#### [PROBLEM STATEMENT]
Your task is to copy each line of the records that includes the string "field".

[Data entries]
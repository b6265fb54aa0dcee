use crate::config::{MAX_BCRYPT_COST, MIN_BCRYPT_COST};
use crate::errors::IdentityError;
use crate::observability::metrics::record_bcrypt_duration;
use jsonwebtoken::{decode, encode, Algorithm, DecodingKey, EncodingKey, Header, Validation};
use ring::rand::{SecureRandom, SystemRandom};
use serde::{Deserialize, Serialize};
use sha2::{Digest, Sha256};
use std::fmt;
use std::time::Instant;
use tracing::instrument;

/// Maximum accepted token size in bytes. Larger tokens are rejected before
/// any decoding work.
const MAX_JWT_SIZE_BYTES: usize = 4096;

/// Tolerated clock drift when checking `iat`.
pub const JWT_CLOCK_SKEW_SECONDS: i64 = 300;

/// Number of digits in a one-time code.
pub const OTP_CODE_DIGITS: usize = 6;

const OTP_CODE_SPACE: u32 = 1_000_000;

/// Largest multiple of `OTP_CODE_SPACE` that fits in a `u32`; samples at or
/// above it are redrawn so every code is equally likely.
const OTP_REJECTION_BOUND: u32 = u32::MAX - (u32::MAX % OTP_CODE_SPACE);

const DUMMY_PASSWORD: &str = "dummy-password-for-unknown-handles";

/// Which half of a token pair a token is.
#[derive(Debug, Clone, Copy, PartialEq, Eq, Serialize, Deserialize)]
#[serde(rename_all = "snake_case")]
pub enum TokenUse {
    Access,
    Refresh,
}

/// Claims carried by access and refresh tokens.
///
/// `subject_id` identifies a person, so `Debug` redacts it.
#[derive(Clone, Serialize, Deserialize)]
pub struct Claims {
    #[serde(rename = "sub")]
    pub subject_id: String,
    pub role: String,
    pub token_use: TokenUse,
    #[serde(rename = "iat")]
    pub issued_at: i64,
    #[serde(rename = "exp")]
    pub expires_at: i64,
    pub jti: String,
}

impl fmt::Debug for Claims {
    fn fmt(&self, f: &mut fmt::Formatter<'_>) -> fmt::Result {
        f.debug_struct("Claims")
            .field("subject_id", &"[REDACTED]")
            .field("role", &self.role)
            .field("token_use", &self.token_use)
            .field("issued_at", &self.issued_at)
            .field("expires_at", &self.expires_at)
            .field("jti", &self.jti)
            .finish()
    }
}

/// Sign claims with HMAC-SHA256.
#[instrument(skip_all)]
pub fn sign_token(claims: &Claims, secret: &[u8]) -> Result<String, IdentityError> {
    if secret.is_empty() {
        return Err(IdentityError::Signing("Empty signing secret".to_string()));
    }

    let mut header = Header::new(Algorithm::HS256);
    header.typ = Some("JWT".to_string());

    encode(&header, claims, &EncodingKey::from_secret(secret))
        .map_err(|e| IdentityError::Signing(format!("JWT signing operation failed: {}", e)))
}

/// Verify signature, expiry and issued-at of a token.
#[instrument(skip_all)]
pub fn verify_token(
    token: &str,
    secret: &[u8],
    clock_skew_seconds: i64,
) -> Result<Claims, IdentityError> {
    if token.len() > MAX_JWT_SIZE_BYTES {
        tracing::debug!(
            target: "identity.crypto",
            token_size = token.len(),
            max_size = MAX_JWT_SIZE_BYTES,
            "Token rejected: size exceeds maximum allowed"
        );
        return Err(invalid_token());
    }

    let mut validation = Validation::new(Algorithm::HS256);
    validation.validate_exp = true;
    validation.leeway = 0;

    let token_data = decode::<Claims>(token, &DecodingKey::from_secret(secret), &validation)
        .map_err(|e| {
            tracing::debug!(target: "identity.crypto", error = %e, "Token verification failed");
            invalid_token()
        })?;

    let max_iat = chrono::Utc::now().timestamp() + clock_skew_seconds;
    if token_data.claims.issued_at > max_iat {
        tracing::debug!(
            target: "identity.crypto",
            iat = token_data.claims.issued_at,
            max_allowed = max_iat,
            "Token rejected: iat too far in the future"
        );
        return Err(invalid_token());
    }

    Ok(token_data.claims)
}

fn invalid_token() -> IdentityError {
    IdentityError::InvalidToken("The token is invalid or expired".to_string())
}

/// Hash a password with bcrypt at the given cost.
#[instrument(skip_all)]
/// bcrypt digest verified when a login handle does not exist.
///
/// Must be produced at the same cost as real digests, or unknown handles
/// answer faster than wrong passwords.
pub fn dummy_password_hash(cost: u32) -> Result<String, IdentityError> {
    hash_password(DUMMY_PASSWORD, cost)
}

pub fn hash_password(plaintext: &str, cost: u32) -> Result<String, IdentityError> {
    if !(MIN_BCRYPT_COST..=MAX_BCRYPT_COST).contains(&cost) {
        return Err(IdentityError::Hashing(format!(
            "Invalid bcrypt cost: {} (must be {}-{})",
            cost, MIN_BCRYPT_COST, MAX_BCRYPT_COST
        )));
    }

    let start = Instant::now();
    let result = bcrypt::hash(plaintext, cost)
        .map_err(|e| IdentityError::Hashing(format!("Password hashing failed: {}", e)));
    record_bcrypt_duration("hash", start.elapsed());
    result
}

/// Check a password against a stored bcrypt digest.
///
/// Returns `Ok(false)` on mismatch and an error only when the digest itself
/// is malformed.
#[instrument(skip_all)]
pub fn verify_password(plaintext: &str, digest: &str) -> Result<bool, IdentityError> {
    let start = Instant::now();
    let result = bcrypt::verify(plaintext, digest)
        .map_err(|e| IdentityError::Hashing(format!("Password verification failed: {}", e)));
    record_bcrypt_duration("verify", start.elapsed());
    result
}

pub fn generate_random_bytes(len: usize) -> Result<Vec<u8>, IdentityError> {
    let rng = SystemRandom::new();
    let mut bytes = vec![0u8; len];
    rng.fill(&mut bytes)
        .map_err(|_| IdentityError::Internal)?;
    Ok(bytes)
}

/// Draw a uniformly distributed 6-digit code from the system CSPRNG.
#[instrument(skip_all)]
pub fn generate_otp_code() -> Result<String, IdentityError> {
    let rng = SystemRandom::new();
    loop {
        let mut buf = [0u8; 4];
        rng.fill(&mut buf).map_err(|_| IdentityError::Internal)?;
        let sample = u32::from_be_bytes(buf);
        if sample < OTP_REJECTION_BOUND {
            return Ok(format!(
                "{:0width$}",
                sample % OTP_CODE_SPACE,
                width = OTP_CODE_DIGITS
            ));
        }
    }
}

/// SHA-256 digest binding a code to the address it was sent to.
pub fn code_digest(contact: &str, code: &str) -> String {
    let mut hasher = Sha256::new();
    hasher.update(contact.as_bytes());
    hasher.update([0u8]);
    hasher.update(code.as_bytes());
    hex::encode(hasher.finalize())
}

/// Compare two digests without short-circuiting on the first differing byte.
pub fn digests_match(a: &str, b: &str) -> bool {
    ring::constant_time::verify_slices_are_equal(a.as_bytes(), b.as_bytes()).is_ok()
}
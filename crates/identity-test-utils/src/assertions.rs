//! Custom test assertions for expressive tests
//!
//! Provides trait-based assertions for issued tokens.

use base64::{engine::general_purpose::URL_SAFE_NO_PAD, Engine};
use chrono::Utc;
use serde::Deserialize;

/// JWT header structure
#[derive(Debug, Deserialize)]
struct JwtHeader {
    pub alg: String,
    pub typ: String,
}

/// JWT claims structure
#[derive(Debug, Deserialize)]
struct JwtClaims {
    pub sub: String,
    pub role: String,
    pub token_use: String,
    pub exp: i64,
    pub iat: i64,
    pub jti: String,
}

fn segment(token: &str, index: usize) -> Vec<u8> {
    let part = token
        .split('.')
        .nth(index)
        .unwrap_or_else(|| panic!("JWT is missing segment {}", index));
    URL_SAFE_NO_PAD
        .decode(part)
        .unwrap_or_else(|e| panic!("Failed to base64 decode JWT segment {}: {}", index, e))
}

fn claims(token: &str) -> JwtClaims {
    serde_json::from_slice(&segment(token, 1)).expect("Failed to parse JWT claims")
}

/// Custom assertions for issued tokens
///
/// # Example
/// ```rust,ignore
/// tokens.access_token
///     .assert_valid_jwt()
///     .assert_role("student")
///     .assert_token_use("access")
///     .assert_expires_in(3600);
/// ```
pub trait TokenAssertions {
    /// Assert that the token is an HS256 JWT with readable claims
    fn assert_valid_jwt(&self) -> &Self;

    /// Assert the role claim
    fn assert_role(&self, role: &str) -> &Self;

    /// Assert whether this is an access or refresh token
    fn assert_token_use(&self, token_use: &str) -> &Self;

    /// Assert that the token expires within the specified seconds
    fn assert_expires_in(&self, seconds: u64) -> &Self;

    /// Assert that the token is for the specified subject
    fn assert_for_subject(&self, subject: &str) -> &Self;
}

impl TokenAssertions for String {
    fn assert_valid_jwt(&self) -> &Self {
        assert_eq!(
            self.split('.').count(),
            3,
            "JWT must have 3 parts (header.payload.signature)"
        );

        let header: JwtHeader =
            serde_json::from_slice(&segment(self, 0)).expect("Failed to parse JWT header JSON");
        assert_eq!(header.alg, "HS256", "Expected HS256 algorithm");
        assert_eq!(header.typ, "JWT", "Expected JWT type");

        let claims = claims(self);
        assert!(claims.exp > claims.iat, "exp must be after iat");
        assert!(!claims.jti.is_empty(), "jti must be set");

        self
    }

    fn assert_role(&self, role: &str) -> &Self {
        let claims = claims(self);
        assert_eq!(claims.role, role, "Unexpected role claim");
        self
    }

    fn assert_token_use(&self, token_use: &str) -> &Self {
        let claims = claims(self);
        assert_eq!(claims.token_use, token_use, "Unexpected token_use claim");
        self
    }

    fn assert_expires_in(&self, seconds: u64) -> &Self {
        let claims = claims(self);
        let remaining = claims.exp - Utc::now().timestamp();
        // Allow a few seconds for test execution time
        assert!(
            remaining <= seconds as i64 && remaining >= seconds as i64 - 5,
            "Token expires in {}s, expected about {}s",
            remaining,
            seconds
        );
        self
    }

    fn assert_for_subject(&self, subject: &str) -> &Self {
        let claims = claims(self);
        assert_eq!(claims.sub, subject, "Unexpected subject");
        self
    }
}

==

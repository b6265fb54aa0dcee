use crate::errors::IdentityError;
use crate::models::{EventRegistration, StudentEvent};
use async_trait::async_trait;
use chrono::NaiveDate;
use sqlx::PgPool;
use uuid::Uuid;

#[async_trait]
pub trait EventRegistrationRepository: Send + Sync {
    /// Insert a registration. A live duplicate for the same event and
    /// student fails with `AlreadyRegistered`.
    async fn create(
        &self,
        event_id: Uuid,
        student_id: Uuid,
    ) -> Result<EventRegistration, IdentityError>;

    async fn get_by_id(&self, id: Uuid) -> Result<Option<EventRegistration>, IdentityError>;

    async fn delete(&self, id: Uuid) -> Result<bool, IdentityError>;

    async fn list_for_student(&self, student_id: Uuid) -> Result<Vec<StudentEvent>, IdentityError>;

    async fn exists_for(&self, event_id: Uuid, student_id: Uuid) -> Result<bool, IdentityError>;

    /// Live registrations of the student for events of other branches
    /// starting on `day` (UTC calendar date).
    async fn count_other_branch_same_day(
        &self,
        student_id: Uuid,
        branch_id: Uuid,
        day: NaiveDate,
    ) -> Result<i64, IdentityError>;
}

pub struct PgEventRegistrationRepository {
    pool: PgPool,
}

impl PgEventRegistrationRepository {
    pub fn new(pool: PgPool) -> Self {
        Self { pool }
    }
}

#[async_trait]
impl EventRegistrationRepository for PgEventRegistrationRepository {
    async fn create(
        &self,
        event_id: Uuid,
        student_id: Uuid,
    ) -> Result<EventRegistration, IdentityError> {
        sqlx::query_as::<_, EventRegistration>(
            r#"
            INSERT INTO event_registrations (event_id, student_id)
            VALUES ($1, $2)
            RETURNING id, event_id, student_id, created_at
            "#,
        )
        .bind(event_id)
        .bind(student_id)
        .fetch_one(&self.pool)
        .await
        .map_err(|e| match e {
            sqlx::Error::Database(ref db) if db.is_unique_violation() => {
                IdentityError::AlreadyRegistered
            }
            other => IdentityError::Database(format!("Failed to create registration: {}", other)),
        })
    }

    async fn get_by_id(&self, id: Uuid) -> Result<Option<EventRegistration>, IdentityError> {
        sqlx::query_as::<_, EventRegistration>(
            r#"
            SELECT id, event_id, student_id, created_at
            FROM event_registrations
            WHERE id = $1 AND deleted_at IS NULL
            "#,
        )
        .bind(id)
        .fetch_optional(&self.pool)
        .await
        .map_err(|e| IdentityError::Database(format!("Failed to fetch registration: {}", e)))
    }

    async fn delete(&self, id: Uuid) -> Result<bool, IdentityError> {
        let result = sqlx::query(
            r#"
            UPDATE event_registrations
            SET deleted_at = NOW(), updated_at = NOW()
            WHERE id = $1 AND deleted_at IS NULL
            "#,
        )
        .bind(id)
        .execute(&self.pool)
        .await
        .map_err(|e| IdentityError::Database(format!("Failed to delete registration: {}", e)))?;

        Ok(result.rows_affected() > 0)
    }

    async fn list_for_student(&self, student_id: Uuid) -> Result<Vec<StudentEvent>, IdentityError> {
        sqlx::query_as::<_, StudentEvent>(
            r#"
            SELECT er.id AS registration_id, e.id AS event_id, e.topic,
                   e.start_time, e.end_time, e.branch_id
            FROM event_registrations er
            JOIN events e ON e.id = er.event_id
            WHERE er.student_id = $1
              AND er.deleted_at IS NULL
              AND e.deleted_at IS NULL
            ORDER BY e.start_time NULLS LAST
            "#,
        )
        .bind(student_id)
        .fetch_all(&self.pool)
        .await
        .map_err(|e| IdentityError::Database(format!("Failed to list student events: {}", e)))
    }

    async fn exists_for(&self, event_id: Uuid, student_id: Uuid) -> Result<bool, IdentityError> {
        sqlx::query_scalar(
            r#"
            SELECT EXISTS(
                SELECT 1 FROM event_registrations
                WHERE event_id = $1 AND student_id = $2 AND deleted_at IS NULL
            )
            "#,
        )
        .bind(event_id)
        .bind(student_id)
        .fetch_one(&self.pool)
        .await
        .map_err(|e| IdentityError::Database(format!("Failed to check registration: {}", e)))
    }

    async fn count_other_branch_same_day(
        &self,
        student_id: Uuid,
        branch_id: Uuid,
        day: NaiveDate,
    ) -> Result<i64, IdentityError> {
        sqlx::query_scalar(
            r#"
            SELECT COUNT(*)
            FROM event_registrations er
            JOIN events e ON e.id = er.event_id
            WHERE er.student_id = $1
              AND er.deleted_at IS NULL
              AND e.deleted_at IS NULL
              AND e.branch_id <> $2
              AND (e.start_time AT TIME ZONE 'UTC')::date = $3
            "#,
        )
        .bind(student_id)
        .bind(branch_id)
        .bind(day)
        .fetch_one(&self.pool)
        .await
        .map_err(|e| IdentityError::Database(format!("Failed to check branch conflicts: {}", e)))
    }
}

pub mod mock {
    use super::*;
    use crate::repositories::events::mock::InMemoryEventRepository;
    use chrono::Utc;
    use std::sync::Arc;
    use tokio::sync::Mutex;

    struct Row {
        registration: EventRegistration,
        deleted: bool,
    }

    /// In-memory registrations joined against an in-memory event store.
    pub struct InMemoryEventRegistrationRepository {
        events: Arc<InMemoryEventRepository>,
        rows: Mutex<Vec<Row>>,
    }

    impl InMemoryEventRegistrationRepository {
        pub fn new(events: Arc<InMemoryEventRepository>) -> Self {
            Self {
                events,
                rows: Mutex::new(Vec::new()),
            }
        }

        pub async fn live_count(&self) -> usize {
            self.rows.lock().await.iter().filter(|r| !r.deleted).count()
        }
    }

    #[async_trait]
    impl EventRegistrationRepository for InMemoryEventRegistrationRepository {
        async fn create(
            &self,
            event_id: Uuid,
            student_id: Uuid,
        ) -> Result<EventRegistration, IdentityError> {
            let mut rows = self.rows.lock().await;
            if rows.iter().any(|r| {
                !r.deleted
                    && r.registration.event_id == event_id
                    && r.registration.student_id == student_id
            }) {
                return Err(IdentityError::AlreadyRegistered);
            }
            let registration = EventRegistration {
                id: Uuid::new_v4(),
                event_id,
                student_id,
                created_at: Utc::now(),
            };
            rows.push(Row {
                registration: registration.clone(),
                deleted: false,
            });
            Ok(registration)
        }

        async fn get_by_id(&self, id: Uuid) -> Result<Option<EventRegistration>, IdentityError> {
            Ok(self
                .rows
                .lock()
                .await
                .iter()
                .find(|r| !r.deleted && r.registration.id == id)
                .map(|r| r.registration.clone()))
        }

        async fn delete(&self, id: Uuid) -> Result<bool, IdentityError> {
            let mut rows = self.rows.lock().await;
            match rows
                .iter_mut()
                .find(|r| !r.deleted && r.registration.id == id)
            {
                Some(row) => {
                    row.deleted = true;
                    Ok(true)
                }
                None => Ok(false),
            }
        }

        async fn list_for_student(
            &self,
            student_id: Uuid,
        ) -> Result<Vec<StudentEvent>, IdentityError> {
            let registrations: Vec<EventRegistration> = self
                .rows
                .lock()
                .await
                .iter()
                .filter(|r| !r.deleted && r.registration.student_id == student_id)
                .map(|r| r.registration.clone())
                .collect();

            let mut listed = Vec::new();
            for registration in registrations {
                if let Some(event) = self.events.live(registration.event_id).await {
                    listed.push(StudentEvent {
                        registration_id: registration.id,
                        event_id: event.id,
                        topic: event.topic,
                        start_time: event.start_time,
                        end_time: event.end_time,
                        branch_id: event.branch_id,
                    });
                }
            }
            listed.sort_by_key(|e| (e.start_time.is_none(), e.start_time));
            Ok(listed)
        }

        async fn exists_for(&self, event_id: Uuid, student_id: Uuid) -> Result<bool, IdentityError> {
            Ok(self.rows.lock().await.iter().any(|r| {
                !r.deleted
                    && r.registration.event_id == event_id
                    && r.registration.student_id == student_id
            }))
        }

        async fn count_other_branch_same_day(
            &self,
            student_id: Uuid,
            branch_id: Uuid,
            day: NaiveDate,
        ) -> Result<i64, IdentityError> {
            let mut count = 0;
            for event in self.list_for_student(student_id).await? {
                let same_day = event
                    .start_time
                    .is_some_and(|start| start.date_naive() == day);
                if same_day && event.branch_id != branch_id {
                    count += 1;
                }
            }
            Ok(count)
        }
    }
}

#### [WRITTEN SOLUTION]
            .field("subject_id", &"[REDACTED]")
            .field("role", &self.role)
            .field("token_use", &self.token_use)
            .field("issued_at", &self.issued_at)
            .field("expires_at", &self.expires_at)
            .field("jti", &self.jti)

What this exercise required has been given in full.